======== Provided material

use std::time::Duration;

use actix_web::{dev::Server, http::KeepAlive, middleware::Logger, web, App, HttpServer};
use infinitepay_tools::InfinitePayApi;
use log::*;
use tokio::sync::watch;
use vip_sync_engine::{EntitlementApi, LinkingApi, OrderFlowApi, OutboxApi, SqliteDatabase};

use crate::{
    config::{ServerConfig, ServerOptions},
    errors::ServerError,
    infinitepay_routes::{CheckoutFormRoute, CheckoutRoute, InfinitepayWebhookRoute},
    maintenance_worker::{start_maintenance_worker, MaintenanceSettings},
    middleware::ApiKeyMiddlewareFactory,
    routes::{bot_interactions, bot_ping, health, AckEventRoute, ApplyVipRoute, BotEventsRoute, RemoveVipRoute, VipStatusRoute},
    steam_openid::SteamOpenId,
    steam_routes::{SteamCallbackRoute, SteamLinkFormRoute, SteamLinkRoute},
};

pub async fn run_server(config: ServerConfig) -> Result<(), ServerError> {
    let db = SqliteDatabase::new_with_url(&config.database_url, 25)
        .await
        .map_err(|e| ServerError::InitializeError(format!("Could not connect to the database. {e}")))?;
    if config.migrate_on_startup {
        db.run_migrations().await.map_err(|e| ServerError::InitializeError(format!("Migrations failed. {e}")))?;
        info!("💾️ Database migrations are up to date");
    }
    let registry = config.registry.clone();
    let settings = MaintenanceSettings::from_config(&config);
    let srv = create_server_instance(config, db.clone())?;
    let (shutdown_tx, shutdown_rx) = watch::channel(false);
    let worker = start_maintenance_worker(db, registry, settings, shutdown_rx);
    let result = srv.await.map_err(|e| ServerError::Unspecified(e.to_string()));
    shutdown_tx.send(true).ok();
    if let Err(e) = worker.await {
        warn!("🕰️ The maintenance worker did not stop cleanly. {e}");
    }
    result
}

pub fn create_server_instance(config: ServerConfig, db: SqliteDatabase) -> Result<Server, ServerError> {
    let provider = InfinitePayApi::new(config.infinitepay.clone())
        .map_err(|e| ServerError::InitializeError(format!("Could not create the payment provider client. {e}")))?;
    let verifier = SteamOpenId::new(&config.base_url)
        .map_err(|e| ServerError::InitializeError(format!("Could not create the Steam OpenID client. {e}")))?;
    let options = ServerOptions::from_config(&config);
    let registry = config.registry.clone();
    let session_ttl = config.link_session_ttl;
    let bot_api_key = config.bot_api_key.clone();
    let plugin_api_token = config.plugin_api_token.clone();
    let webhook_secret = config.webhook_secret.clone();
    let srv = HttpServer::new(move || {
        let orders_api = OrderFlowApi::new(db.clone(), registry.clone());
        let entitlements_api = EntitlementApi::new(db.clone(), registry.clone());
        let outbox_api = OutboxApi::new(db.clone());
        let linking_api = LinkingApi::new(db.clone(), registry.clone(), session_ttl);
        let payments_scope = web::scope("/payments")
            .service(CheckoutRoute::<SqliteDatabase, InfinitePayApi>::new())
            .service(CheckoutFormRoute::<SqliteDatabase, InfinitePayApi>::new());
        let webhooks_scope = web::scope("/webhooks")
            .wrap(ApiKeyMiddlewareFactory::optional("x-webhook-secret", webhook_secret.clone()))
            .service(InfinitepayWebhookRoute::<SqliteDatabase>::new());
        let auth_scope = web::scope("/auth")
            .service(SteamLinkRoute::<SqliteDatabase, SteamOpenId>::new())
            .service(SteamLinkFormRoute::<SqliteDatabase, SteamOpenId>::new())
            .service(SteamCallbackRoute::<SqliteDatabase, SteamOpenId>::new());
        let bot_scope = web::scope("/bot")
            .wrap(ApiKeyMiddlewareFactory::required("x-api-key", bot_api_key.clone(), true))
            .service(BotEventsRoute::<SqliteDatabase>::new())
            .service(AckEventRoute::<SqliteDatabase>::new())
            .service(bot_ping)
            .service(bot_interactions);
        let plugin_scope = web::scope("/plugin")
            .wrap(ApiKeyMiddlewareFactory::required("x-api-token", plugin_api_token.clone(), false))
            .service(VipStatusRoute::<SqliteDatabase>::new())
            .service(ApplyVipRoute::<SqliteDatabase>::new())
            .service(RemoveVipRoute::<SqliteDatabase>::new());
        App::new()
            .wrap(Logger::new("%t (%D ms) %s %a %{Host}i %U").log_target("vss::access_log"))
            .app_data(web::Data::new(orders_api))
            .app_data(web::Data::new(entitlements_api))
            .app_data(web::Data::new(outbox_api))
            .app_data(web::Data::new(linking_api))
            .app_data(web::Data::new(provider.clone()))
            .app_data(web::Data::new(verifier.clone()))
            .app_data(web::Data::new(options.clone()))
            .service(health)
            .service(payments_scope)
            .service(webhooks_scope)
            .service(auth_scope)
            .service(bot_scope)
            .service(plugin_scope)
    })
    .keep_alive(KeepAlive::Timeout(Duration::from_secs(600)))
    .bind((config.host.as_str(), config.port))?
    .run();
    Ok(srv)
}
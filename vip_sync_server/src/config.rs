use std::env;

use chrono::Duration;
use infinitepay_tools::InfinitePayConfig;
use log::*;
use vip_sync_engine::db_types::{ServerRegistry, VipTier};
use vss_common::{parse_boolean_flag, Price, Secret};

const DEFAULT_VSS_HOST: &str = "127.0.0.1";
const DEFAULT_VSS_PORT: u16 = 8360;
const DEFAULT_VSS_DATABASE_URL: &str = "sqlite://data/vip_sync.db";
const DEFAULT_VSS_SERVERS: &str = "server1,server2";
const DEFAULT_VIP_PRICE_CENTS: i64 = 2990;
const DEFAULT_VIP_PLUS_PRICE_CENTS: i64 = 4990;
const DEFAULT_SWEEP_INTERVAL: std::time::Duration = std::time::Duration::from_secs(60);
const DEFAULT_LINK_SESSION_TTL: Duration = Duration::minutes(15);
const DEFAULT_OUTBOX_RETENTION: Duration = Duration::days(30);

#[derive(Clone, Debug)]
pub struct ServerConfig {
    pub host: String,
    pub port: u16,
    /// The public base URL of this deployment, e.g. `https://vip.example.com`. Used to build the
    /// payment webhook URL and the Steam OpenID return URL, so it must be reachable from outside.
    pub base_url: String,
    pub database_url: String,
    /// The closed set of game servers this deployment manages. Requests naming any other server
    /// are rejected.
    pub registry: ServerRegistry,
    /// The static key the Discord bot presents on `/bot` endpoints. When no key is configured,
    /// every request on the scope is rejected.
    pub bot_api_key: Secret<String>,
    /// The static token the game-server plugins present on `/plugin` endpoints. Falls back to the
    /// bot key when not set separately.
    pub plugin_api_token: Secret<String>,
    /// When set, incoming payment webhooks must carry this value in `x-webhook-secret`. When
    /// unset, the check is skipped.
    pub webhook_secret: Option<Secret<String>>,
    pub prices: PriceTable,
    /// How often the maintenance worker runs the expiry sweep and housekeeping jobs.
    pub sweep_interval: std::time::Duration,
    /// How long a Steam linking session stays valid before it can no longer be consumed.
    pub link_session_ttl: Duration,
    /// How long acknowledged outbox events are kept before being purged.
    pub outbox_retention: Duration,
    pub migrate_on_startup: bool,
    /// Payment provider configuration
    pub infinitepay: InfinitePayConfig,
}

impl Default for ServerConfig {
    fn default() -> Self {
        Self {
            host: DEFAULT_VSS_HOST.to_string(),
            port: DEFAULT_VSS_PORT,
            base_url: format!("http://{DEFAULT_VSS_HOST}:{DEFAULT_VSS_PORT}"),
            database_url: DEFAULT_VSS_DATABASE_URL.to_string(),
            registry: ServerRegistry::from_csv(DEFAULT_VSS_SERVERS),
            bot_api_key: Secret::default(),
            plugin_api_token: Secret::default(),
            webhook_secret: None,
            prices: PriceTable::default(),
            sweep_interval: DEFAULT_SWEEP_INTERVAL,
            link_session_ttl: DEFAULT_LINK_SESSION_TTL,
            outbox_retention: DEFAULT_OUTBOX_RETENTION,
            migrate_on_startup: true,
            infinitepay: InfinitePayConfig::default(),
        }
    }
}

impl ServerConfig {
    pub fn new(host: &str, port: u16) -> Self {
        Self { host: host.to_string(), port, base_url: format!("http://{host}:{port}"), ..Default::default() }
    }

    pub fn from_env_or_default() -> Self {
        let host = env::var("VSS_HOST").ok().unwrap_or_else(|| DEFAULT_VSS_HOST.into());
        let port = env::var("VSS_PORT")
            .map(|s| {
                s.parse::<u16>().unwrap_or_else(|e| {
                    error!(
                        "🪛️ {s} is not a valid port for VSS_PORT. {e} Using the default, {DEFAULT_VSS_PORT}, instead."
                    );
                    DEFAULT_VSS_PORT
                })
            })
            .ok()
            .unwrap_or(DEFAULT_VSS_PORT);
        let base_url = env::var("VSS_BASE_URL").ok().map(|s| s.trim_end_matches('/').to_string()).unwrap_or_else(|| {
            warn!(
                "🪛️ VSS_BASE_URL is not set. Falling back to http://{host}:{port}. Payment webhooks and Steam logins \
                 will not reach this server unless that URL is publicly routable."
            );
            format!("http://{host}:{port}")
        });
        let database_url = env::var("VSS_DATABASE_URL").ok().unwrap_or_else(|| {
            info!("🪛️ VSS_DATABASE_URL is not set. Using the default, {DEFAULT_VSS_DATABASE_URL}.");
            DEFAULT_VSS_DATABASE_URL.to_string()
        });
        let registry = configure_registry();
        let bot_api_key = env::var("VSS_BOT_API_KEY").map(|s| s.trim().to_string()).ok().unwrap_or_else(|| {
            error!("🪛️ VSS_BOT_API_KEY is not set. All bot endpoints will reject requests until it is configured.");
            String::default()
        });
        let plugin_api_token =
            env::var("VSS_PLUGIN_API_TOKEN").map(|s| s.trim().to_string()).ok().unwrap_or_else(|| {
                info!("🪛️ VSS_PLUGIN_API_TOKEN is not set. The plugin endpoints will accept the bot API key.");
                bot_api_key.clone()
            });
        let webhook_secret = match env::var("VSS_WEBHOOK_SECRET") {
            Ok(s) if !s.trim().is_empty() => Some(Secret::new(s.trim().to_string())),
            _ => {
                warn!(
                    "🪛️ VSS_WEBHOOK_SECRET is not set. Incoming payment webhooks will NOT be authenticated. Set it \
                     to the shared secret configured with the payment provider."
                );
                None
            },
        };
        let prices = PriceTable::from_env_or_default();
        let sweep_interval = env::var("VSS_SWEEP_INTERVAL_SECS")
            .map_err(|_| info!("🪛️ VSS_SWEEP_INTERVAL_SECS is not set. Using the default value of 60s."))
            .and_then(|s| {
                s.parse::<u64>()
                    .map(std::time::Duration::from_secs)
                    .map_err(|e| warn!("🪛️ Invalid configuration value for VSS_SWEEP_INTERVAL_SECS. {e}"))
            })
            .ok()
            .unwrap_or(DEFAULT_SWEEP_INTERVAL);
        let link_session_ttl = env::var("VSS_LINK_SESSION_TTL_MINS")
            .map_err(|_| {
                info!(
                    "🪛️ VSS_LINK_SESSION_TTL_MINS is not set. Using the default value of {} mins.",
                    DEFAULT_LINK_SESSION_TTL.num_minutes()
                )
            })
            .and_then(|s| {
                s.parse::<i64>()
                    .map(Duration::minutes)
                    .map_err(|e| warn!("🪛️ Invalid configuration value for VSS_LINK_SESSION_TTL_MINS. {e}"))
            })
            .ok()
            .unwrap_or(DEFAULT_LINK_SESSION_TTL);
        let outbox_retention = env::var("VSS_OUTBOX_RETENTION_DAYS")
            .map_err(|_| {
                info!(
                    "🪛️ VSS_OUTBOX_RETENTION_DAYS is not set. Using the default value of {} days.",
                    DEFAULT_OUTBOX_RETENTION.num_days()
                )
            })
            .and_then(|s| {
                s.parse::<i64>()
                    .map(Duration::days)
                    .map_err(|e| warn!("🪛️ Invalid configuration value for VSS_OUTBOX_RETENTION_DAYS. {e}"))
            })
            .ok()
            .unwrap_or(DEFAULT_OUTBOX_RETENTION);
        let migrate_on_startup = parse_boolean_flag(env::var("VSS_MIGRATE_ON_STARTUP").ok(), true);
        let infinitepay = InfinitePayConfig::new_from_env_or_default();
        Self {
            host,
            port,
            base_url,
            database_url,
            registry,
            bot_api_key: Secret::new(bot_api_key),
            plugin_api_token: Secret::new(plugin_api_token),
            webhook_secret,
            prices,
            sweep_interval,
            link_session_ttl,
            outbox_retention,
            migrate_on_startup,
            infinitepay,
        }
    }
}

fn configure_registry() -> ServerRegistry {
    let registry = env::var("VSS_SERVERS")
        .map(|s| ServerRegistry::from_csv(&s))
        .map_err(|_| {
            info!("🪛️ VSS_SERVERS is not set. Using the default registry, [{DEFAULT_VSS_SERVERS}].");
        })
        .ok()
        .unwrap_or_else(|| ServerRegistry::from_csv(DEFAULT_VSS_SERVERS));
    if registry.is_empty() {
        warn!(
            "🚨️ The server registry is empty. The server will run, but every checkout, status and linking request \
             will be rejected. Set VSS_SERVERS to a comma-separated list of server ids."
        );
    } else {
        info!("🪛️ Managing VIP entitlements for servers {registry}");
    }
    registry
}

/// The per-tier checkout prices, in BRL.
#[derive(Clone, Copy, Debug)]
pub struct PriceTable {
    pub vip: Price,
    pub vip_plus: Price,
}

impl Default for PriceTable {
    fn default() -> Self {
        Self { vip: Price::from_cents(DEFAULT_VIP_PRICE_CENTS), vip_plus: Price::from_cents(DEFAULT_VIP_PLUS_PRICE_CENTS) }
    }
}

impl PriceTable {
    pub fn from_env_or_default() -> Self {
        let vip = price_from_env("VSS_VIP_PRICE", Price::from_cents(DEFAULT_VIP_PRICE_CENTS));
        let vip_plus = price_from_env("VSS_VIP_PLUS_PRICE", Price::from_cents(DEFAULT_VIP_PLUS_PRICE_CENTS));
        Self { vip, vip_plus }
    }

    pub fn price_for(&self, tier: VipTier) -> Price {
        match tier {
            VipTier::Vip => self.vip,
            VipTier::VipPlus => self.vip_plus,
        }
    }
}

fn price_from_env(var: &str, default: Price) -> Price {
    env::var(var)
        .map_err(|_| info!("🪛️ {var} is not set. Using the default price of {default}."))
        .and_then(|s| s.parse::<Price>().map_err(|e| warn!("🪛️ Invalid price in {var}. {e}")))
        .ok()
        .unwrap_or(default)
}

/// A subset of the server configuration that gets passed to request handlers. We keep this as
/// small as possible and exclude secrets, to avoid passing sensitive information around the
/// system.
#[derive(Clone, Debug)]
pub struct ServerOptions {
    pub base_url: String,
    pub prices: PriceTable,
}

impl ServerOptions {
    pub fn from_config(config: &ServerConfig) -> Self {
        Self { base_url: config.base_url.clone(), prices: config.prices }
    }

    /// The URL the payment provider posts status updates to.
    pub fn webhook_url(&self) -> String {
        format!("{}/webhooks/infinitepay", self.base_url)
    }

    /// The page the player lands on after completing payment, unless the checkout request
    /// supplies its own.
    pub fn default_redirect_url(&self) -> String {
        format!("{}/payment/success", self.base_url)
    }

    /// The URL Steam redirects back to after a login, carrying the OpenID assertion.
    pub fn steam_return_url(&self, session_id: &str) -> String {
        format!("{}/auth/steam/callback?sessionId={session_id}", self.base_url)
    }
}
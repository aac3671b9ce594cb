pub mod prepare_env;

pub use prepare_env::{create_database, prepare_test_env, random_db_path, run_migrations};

================

What the task asks: Give again, word for word, every line of the listing above from the one with "const DEFAULT_VSS_DATABASE_URL: &str" to the one with "const DEFAULT_VIP_PLUS_PRICE_CENTS: i64", both inclusive, and nothing beyond them.

Task solution:
const DEFAULT_VSS_DATABASE_URL: &str = "sqlite://data/vip_sync.db";
const DEFAULT_VSS_SERVERS: &str = "server1,server2";
const DEFAULT_VIP_PRICE_CENTS: i64 = 2990;
const DEFAULT_VIP_PLUS_PRICE_CENTS: i64 = 4990;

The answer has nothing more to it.